Why An Air Force One Reboot Would Be A Way Bigger Challenge Than It Was In 1997
The premise of "Air Force One" — President James Marshall (Harrison Ford) foils terrorists who hijack his plane, John McClane-style — requires national unity. The film calls for you to root for the president and only works if the majority of the audience (i.e. the U.S. population) sees their president as an unimpeachable good guy (pun intended). That is simply not the reality of America of 2024. "Air Force One" screenwriter Andrew Marlowe spoke to Syfy recently about why, to use the cliché, the film couldn't be made today.
"When we were doing it, the presidency and that position was not as politically charged as it is today. And so, I think that there are specific challenges about doing it in the contemporary climate that we would have to figure out."
Marlowe adds he'd only be interested in a follow-up if it reflected the world as is now: "Are we saying something new? Are we saying something relevant to the culture now? We don't want to do something that's just exploitative storytelling, we want to do something that feels like it has a purpose in the world." One complication leads to another.
Now, national divisions have always been there. Notice how "Air Force One" never specifies President Marshall's party; if you made him a Republican, for instance, then you make all the Democrats in the audience less inclined to root for him (and vice versa). True in 1997, definitely true in 2024.
People of my generation — born in the same decade as "Air Force One" — don't remember a less divisive world ever existing. How did America get here?
How America got here
You can't pin an entire political climate on a single factor or figure ... but a lot of the blame for the mess we live in falls on Richard Nixon. Just ask historian Rick Perlstein, author of four tomes about the rise of conservatism in 20th-century America ("Before The Storm," "Nixonland," "The Invisible Bridge," and "Reaganland"). Perlstein's books focus as much on the national mood and its shifts as they do on palace intrigue, which is why they're useful historical texts.
In "Nixonland," Perlstein documents how at Whittier College, Nixon belonged to a social club called the Orthogonians, made up of lower-class students who wouldn't be at college without grit and luck. Their rivals were the Franklins, made up of the rich kids. Social striving resentment against "the elite" burned in Nixon's soul until the day he died and fueled his political career. (For a dramatization, watch Robert Altman's "Secret Honor," featuring Philip Baker Hall as Nixon spewing a 90-minute rant of paranoia about real and imagined enemies conspiring to destroy him.)

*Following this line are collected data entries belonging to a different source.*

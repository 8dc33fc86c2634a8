use std::collections::HashMap;
use std::net::SocketAddr;

use super::channel::{ChannelKind, ReceivedMessage, ReliableOrderedChannel, UnreliableChannel};
use super::protocol::{MAX_PACKET_SIZE, MessageFrame, Packet, PacketHeader, PacketType};
use super::stats::NetworkStats;
use super::tracking::{AckTracker, ReceiveTracker};
use crate::catalog::{Message, MessageCatalog, MessageType};
use crate::config::ClientServerConfig;
use crate::error::{NetError, Result};
use crate::peer::{PeerState, PeerStateMachine};
use crate::telemetry::TelemetryRecord;

/// Room left in a payload packet after the header and framing overhead.
const PAYLOAD_BUDGET: usize = MAX_PACKET_SIZE - 128;

/// One remote peer: lifecycle, sequencing, acks, channels and counters.
/// Times are on the owning side's simulation clock.
#[derive(Debug)]
pub struct Connection {
    pub addr: SocketAddr,
    pub client_id: u64,
    peer: PeerStateMachine,
    protocol_id: u64,
    session_start: Option<f64>,
    time: f64,
    last_receive_time: f64,
    last_send_time: Option<f64>,
    send_sequence: u32,
    ack_tracker: AckTracker,
    receive_tracker: ReceiveTracker,
    reliable: ReliableOrderedChannel,
    unreliable: UnreliableChannel,
    in_flight_messages: HashMap<u32, Vec<u16>>,
    stats: NetworkStats,
    telemetry: TelemetryRecord,
    loss_window: f64,
    smoothing: f32,
}

impl Connection {
    pub fn new(addr: SocketAddr, client_id: u64, config: &ClientServerConfig, now: f64) -> Self {
        Self {
            addr,
            client_id,
            peer: PeerStateMachine::new(),
            protocol_id: config.protocol_id,
            session_start: None,
            time: now,
            last_receive_time: now,
            last_send_time: None,
            send_sequence: 0,
            ack_tracker: AckTracker::new(config.ack_window),
            receive_tracker: ReceiveTracker::new(),
            reliable: ReliableOrderedChannel::new(
                config.message_send_queue_size,
                config.message_resend_time,
            ),
            unreliable: UnreliableChannel::new(config.message_send_queue_size),
            in_flight_messages: HashMap::new(),
            stats: NetworkStats::default(),
            telemetry: TelemetryRecord::default(),
            loss_window: config.loss_window,
            smoothing: config.bandwidth_smoothing_factor,
        }
    }

    pub fn peer(&self) -> &PeerStateMachine {
        &self.peer
    }

    pub fn peer_mut(&mut self) -> &mut PeerStateMachine {
        &mut self.peer
    }

    pub fn state(&self) -> PeerState {
        self.peer.state()
    }

    pub fn is_connected(&self) -> bool {
        self.peer.is_connected()
    }

    /// Marks the start of the session once the handshake completes.
    pub fn mark_connected(&mut self, now: f64) {
        self.session_start = Some(now);
        self.last_receive_time = now;
        self.telemetry.connected = true;
    }

    /// Keeps the last record readable but flags it as no longer live.
    pub fn mark_disconnected(&mut self) {
        self.telemetry.connected = false;
    }

    pub fn session_start(&self) -> Option<f64> {
        self.session_start
    }

    pub fn time(&self) -> f64 {
        self.time
    }

    pub fn stats(&self) -> &NetworkStats {
        &self.stats
    }

    pub fn telemetry(&self) -> TelemetryRecord {
        self.telemetry
    }

    /// Encodes `message` and queues it on the channel its type is registered on.
    pub fn send_message(&mut self, catalog: &MessageCatalog, message: &Message) -> Result<()> {
        if !self.peer.is_connected() {
            return Err(NetError::NotConnected);
        }

        let message_type = message.type_id();
        let channel = catalog.channel_for(message_type)?;
        let data = catalog.encode(message)?;
        self.queue_encoded(channel, message_type, data)
    }

    /// Messages are never split across packets. One that cannot fit a
    /// payload packet on its own is refused.
    fn queue_encoded(
        &mut self,
        channel: ChannelKind,
        message_type: MessageType,
        data: Vec<u8>,
    ) -> Result<()> {
        if MessageFrame::OVERHEAD + data.len() > PAYLOAD_BUDGET {
            return Err(NetError::MessageTooLarge(data.len()));
        }

        match channel {
            ChannelKind::ReliableOrdered => self.reliable.enqueue(message_type, data),
            ChannelKind::UnreliableUnordered => self.unreliable.enqueue(message_type, data),
        }
    }

    fn next_packet(&mut self, payload: PacketType) -> Packet {
        let sequence = self.send_sequence;
        self.send_sequence = self.send_sequence.wrapping_add(1);

        let (ack, ack_bitfield) = self.receive_tracker.ack_data();
        let header = PacketHeader::new(self.protocol_id, sequence, ack, ack_bitfield);

        Packet::new(header, payload)
    }

    /// Next outgoing packet for this tick: queued messages if any are due,
    /// otherwise a keep-alive once `keepalive_interval` has passed since the
    /// last send.
    pub fn poll_outgoing(&mut self, now: f64, keepalive_interval: f64) -> Option<Packet> {
        let mut budget = PAYLOAD_BUDGET;
        let mut frames: Vec<MessageFrame> = self.reliable.collect_frames(now, &mut budget);
        let reliable_ids: Vec<u16> = frames.iter().map(|f| f.message_id).collect();
        frames.extend(self.unreliable.collect_frames(&mut budget));

        if !frames.is_empty() {
            let packet = self.next_packet(PacketType::Payload { messages: frames });
            if !reliable_ids.is_empty() {
                self.in_flight_messages
                    .insert(packet.header.sequence, reliable_ids);
            }
            return Some(packet);
        }

        let idle = self
            .last_send_time
            .is_none_or(|sent| now - sent >= keepalive_interval);
        idle.then(|| self.next_packet(PacketType::KeepAlive))
    }

    pub fn on_packet_sent(&mut self, sequence: u32, bytes: usize, now: f64) {
        self.ack_tracker.track_packet(sequence, bytes, now);
        self.stats.record_sent(bytes);
        self.last_send_time = Some(now);
    }

    /// The packet never left. Its sequence number is spent and its reliable
    /// messages resend on the channel timer; the keep-alive cadence carries
    /// on as if it had been sent.
    pub fn on_send_failed(&mut self, now: f64) {
        self.last_send_time = Some(now);
    }

    /// Runs a sequenced packet through duplicate filtering and ack
    /// processing. Returns the payload, or `None` for a duplicate.
    pub fn process_packet(&mut self, packet: Packet, size: usize, now: f64) -> Option<PacketType> {
        if !self.receive_tracker.record_received(packet.header.sequence) {
            return None;
        }

        self.stats.record_received(size);
        self.last_receive_time = now;

        let acked = self
            .ack_tracker
            .process_ack(packet.header.ack, packet.header.ack_bitfield, now);
        for acked_packet in acked {
            self.stats.record_acked(acked_packet.bytes);
            if let Some(ids) = self.in_flight_messages.remove(&acked_packet.sequence) {
                self.reliable.on_acked(&ids);
            }
        }

        Some(packet.payload)
    }

    /// Any packet from the peer proves it is alive, sequenced or not.
    pub fn touch(&mut self, now: f64) {
        self.last_receive_time = now;
    }

    pub fn receive_frames(&mut self, frames: Vec<MessageFrame>) {
        for frame in frames {
            match ChannelKind::from_index(frame.channel) {
                Some(ChannelKind::ReliableOrdered) => self.reliable.receive(frame),
                Some(ChannelKind::UnreliableUnordered) => self.unreliable.receive(frame),
                None => log::debug!("{}: frame on unknown channel {}", self.addr, frame.channel),
            }
        }
    }

    /// Messages ready for dispatch, reliable channel first.
    pub fn drain_received(&mut self) -> Vec<ReceivedMessage> {
        let mut messages = self.reliable.drain_ready();
        messages.extend(self.unreliable.drain_ready());
        messages
    }

    pub fn is_timed_out(&self, now: f64, timeout: f64) -> bool {
        now - self.last_receive_time > timeout
    }

    /// Pushes the new clock value: expires lost packets and refreshes the
    /// telemetry record.
    pub fn advance_time(&mut self, now: f64) {
        self.time = now;

        self.ack_tracker.expire(now, self.loss_window);
        let lost = self.ack_tracker.take_lost();
        if lost > 0 {
            self.stats.record_lost(lost);
        }
        // Packets that can no longer be acked; their messages resend on the
        // channel's own timer.
        let tracker = &self.ack_tracker;
        self.in_flight_messages
            .retain(|&seq, _| tracker.is_pending(seq));

        self.stats.update(
            now,
            self.ack_tracker.srtt(),
            self.ack_tracker.rtt_var(),
            self.smoothing,
        );
        self.telemetry = TelemetryRecord::from_stats(&self.stats, self.peer.is_connected());
    }

    /// Reliable messages still waiting for an ack.
    pub fn unacked_messages(&self) -> usize {
        self.reliable.unacked_count()
    }
}

/// Fixed set of server-side client slots. A slot that disconnects keeps its
/// last telemetry record until the slot is reused.
#[derive(Debug)]
pub struct ConnectionManager {
    slots: Vec<Option<Connection>>,
    last_telemetry: Vec<Option<TelemetryRecord>>,
    clients_by_addr: HashMap<SocketAddr, usize>,
    clients_by_id: HashMap<u64, usize>,
}

impl ConnectionManager {
    pub fn new(max_clients: usize) -> Self {
        Self {
            slots: (0..max_clients).map(|_| None).collect(),
            last_telemetry: vec![None; max_clients],
            clients_by_addr: HashMap::new(),
            clients_by_id: HashMap::new(),
        }
    }

    pub fn max_clients(&self) -> usize {
        self.slots.len()
    }

    pub fn free_slot(&self) -> Option<usize> {
        self.slots.iter().position(Option::is_none)
    }

    pub fn slot_for_addr(&self, addr: &SocketAddr) -> Option<usize> {
        self.clients_by_addr.get(addr).copied()
    }

    pub fn slot_for_client_id(&self, client_id: u64) -> Option<usize> {
        self.clients_by_id.get(&client_id).copied()
    }

    /// Places `connection` in `slot`. The slot must be free and neither the
    /// address nor the client id may already be tracked.
    pub fn insert(&mut self, slot: usize, connection: Connection) -> bool {
        let free = self.slots.get(slot).is_some_and(Option::is_none);
        if !free
            || self.clients_by_addr.contains_key(&connection.addr)
            || self.clients_by_id.contains_key(&connection.client_id)
        {
            return false;
        }

        self.clients_by_addr.insert(connection.addr, slot);
        self.clients_by_id.insert(connection.client_id, slot);
        self.last_telemetry[slot] = None;
        self.slots[slot] = Some(connection);
        true
    }

    pub fn get(&self, slot: usize) -> Option<&Connection> {
        self.slots.get(slot).and_then(Option::as_ref)
    }

    pub fn get_mut(&mut self, slot: usize) -> Option<&mut Connection> {
        self.slots.get_mut(slot).and_then(Option::as_mut)
    }

    pub fn remove(&mut self, slot: usize) -> Option<Connection> {
        let connection = self.slots.get_mut(slot)?.take()?;
        self.clients_by_addr.remove(&connection.addr);
        self.clients_by_id.remove(&connection.client_id);

        let mut record = connection.telemetry();
        record.connected = false;
        self.last_telemetry[slot] = Some(record);
        Some(connection)
    }

    /// Drops every connection and every retained record.
    pub fn clear(&mut self) {
        self.slots.iter_mut().for_each(|s| *s = None);
        self.last_telemetry.iter_mut().for_each(|t| *t = None);
        self.clients_by_addr.clear();
        self.clients_by_id.clear();
    }

    pub fn iter(&self) -> impl Iterator<Item = (usize, &Connection)> {
        self.slots
            .iter()
            .enumerate()
            .filter_map(|(slot, c)| c.as_ref().map(|c| (slot, c)))
    }

    pub fn occupied_slots(&self) -> Vec<usize> {
        self.iter().map(|(slot, _)| slot).collect()
    }

    pub fn connected_count(&self) -> usize {
        self.iter().filter(|(_, c)| c.is_connected()).count()
    }

    pub fn telemetry(&self, slot: usize) -> Result<TelemetryRecord> {
        if let Some(connection) = self.get(slot) {
            return Ok(connection.telemetry());
        }
        self.last_telemetry
            .get(slot)
            .copied()
            .flatten()
            .ok_or(NetError::UnknownPeer)
    }
}
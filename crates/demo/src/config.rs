use clap::Parser;
use raynet::{ClientConfig, ClientServerConfig, PacketLossSimulation, ServerConfig};

#[derive(Parser, Debug)]
#[command(name = "raynet-demo")]
#[command(about = "Runs a local server and client side by side")]
pub struct Args {
    #[arg(short, long, default_value = "127.0.0.1")]
    pub bind: String,

    #[arg(short, long, default_value_t = raynet::DEFAULT_PORT)]
    pub port: u16,

    #[arg(short, long, default_value_t = 10.0, help = "Simulated seconds to run")]
    pub seconds: f64,

    #[arg(long, help = "Stop after this many frames instead")]
    pub frames: Option<u64>,

    #[arg(long, help = "Cap on synthetic test messages")]
    pub max_messages: Option<u16>,

    #[arg(long, default_value_t = 0.2, help = "Simulated seconds between test messages")]
    pub send_interval: f64,

    #[arg(long, default_value_t = 1.0, help = "Simulated seconds between telemetry lines")]
    pub report_interval: f64,

    #[arg(long, help = "Pace ticks against the wall clock")]
    pub realtime: bool,

    #[arg(long, default_value_t = 64)]
    pub max_clients: usize,

    #[arg(long, help = "Enable packet loss simulation on both sides")]
    pub simulate_packet_loss: bool,

    #[arg(long, default_value_t = 0.0, help = "Packet loss percentage (0-100)")]
    pub loss_percent: f32,

    #[arg(long, default_value_t = 0, help = "Minimum latency in ms")]
    pub min_latency: u32,

    #[arg(long, default_value_t = 0, help = "Maximum latency in ms")]
    pub max_latency: u32,

    #[arg(long, default_value_t = 0, help = "Jitter in ms")]
    pub jitter: u32,
}

impl Args {
    fn host(&self) -> String {
        if self.bind.contains(':') && !self.bind.starts_with('[') {
            format!("[{}]", self.bind)
        } else {
            self.bind.clone()
        }
    }

    pub fn server_addr(&self) -> String {
        format!("{}:{}", self.host(), self.port)
    }

    fn link_conditions(&self) -> Option<PacketLossSimulation> {
        self.simulate_packet_loss.then(|| PacketLossSimulation {
            enabled: true,
            loss_percent: self.loss_percent.clamp(0.0, 100.0),
            min_latency_ms: self.min_latency,
            max_latency_ms: self.max_latency.max(self.min_latency),
            jitter_ms: self.jitter,
        })
    }

    fn net(&self) -> ClientServerConfig {
        ClientServerConfig {
            link_conditions: self.link_conditions(),
            ..Default::default()
        }
    }

    pub fn server_config(&self) -> ServerConfig {
        ServerConfig {
            net: self.net(),
            max_clients: self.max_clients,
        }
    }

    pub fn client_config(&self) -> ClientConfig {
        ClientConfig {
            net: ClientServerConfig {
                link_seed: self.net().link_seed.wrapping_add(1),
                ..self.net()
            },
            bind_addr: format!("{}:0", self.host()),
            send_interval: self.send_interval,
        }
    }
}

When Nixon ran for President in 1968, he stoked the pre-existing divisions in the country, calling on the "silent majority" of average (white) Americans to support him. They believed him since he was one of them and so delivered him to the White House. And then, the Watergate scandal happened and Nixon resigned. Since he'd cultivated power based on resentment, his being tossed from office only aggrieved his supporters. It wasn't justice, no, but a conspiracy to keep them downtrodden.
Air Force One in 2024
Resentment continues to be the animus of those who vote republican and the 1990s is when it got out of hand. Arch-reactionary Rush Limbaugh ruled the radio airwaves and in 1996, Fox News launched under the direction of former Nixon consultant Roger Ailes. Once Bill Clinton ended 12 years of continual Republican Presidency in 1992, Congressman Newt Gingrich (and future Speaker of the House) enforced the campaigning strategy of Democrats as the enemy who must be vanquished — and it paid off spectacularly when his acolytes took control of Congress in 1994's "Republican Revolution" midterm elections.
Even as the two parties remain way more aligned on (right-leaning) policy than they should, each subsequent President has only widened the gaps between their supporters. You don't get President Obama without the failures of George W. Bush, and you don't get President Trump without backlash against Barack Obama fueling another resentment vote. Since America's Constitution takes good faith cooperation as a given, gridlock at the levers of power endures and only creates more anger against the people who sit at them.
I don't want to convey the false idea that all America needs is people to meet each other in the middle. If anything, democrats are generally too eager to make nice with republicans, while many of the GOP are too bigoted or destructive to countenance. But the simple fact is that for some sections of the country, the president is now a bad guy depending on which party they belong to, and who that section is swaps back and forth every four or eight years.
If you tried to make "Air Force One" today, you'd inevitably be cutting out a chunk of the audience — and that's not how Hollywood does business.